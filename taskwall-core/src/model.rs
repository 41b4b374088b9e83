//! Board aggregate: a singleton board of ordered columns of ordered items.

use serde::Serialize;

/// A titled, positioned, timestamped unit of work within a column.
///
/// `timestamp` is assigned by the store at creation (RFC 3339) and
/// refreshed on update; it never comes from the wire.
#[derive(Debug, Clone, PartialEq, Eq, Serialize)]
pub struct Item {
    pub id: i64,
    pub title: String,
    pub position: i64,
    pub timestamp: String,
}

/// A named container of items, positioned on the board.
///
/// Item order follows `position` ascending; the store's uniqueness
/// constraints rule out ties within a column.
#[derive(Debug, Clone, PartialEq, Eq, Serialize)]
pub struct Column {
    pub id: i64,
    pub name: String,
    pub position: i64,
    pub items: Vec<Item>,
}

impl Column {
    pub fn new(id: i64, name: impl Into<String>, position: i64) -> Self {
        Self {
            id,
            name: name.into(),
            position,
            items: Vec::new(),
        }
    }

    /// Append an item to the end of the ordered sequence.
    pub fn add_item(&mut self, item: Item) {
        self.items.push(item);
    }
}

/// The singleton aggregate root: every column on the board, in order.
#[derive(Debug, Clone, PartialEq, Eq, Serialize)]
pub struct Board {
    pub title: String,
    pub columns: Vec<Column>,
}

...

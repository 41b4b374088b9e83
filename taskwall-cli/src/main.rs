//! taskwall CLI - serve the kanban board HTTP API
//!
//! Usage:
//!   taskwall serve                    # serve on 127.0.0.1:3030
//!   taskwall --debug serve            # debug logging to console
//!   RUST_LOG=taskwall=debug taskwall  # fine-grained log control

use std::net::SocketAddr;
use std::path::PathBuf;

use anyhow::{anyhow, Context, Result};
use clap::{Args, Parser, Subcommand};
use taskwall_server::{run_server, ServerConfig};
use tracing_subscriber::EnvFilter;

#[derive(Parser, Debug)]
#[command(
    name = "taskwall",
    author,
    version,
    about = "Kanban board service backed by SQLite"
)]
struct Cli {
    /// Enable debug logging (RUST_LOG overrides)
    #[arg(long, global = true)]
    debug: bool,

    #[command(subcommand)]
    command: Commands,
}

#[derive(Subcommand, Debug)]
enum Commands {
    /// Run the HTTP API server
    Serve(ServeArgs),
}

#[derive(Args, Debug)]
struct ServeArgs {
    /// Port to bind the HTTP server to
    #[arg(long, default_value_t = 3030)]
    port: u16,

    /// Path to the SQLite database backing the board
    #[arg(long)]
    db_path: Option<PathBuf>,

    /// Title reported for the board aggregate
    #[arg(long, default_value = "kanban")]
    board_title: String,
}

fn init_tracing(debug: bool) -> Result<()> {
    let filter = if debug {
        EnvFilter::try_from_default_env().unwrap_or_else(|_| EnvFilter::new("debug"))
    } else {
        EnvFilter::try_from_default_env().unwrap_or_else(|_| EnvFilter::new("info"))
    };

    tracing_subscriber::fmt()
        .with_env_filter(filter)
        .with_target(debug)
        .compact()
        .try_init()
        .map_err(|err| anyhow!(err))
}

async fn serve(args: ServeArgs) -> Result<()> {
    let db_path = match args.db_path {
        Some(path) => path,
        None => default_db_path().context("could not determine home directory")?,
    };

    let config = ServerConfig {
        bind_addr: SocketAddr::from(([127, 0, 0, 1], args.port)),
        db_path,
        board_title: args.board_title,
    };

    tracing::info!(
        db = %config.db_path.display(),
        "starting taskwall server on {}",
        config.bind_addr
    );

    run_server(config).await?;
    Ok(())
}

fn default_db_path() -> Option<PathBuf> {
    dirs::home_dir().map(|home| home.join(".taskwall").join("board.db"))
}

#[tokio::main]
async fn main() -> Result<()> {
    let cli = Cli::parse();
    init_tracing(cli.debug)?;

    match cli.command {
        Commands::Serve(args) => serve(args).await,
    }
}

...

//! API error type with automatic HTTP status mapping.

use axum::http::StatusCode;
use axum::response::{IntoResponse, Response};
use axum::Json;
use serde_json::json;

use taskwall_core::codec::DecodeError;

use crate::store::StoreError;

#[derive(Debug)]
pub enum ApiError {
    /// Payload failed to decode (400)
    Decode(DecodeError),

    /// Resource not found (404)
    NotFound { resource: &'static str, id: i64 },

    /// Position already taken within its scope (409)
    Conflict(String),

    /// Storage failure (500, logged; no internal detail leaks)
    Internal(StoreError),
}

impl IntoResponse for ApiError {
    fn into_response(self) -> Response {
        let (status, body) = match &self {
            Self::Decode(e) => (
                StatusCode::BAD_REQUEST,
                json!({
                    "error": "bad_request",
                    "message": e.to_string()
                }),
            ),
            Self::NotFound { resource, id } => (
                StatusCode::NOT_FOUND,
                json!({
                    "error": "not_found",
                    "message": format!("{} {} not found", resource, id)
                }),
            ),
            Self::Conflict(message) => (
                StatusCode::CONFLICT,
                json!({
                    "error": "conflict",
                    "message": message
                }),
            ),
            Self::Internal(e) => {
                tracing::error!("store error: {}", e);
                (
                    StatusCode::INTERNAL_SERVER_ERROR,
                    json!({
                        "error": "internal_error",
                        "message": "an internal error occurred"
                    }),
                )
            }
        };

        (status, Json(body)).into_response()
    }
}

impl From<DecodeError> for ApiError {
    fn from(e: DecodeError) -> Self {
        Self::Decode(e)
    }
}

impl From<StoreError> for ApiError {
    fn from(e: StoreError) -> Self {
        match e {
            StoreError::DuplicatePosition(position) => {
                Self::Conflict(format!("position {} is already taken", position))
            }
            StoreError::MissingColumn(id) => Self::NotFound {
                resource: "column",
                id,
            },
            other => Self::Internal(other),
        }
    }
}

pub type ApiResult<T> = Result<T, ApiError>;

The problem:
Transcribe, exactly and without additions, the lines of the records above, beginning with the line that contains "filename taskwall-core/src/model.rs" and ending with the line that contains "(RFC 3339) and", both included.

Your solution:
filename taskwall-core/src/model.rs
repository 41b4b374088b9e83
//! Board aggregate: a singleton board of ordered columns of ordered items.

use serde::Serialize;

/// A titled, positioned, timestamped unit of work within a column.
///
/// `timestamp` is assigned by the store at creation (RFC 3339) and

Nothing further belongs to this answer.